▶ Work to complete: Search the data for the string "origin" and gather each line it is in.

▶ Records:
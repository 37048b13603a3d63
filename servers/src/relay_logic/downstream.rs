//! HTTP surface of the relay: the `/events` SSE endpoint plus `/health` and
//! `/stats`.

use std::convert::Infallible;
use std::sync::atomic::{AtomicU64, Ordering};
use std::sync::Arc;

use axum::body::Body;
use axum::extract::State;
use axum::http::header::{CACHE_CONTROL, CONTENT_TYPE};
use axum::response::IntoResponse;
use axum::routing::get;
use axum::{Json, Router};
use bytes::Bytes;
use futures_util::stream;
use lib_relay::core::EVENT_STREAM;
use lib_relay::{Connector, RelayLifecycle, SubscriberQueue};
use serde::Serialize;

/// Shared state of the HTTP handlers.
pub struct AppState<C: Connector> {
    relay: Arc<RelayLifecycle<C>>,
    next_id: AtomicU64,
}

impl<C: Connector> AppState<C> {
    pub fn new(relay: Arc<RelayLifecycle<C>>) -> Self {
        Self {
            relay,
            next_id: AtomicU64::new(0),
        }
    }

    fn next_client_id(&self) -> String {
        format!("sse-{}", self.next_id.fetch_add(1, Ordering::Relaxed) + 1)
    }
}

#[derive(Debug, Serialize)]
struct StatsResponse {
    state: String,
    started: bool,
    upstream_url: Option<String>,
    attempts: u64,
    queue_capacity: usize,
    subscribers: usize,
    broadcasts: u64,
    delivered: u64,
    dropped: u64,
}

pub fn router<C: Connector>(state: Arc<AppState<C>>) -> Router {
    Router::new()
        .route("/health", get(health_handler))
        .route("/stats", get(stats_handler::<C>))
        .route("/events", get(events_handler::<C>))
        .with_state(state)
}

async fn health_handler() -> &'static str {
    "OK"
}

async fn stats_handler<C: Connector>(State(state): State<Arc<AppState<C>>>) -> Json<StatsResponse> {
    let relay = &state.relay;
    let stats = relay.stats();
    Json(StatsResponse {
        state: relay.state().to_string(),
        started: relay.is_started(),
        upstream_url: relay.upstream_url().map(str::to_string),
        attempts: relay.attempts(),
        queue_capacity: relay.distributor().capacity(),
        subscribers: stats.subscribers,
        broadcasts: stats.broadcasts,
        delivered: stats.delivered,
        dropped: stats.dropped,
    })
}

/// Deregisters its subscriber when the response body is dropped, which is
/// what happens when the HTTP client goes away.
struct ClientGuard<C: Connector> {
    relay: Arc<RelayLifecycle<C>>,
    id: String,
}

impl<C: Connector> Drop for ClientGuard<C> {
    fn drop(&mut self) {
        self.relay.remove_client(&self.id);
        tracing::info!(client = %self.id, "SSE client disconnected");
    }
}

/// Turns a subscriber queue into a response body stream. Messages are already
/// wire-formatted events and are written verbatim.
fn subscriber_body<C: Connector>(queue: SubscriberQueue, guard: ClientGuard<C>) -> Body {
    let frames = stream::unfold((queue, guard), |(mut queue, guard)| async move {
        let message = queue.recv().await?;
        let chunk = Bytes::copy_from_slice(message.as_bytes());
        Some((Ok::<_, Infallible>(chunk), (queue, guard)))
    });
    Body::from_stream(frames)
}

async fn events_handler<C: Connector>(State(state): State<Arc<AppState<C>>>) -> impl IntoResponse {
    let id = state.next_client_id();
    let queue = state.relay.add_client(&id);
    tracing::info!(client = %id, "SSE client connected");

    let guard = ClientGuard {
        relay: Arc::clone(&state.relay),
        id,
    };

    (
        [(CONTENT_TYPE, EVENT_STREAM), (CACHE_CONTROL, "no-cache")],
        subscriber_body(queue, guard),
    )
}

--

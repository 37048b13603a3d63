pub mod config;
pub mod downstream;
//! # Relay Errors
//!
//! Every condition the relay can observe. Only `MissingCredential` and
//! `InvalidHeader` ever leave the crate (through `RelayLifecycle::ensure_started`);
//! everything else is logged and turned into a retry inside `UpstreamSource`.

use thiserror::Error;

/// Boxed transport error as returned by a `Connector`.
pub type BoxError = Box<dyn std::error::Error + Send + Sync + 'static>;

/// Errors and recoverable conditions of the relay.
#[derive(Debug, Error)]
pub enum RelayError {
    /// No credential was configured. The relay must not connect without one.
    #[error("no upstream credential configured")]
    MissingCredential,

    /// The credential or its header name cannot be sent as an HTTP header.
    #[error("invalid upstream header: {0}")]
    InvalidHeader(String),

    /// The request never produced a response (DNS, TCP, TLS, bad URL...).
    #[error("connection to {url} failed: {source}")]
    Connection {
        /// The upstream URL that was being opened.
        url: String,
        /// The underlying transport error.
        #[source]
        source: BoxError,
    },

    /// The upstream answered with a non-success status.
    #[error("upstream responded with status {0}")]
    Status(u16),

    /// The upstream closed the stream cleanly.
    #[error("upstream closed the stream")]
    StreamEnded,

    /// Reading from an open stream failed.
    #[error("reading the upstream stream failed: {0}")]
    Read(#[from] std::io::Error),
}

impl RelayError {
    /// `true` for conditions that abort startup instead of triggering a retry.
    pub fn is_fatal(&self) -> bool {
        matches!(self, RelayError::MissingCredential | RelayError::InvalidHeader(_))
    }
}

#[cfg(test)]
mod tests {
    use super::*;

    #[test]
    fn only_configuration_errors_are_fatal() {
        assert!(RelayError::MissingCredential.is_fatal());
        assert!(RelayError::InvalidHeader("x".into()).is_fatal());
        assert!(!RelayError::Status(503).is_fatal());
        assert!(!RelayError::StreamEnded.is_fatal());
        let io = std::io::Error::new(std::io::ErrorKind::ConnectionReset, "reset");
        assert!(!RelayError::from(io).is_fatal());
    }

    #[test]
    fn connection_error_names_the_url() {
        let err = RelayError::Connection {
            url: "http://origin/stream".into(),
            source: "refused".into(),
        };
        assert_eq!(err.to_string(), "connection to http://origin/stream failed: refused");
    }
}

▶ Answer section:
            url: "http://origin/stream".into(),
        assert_eq!(err.to_string(), "connection to http://origin/stream failed: refused");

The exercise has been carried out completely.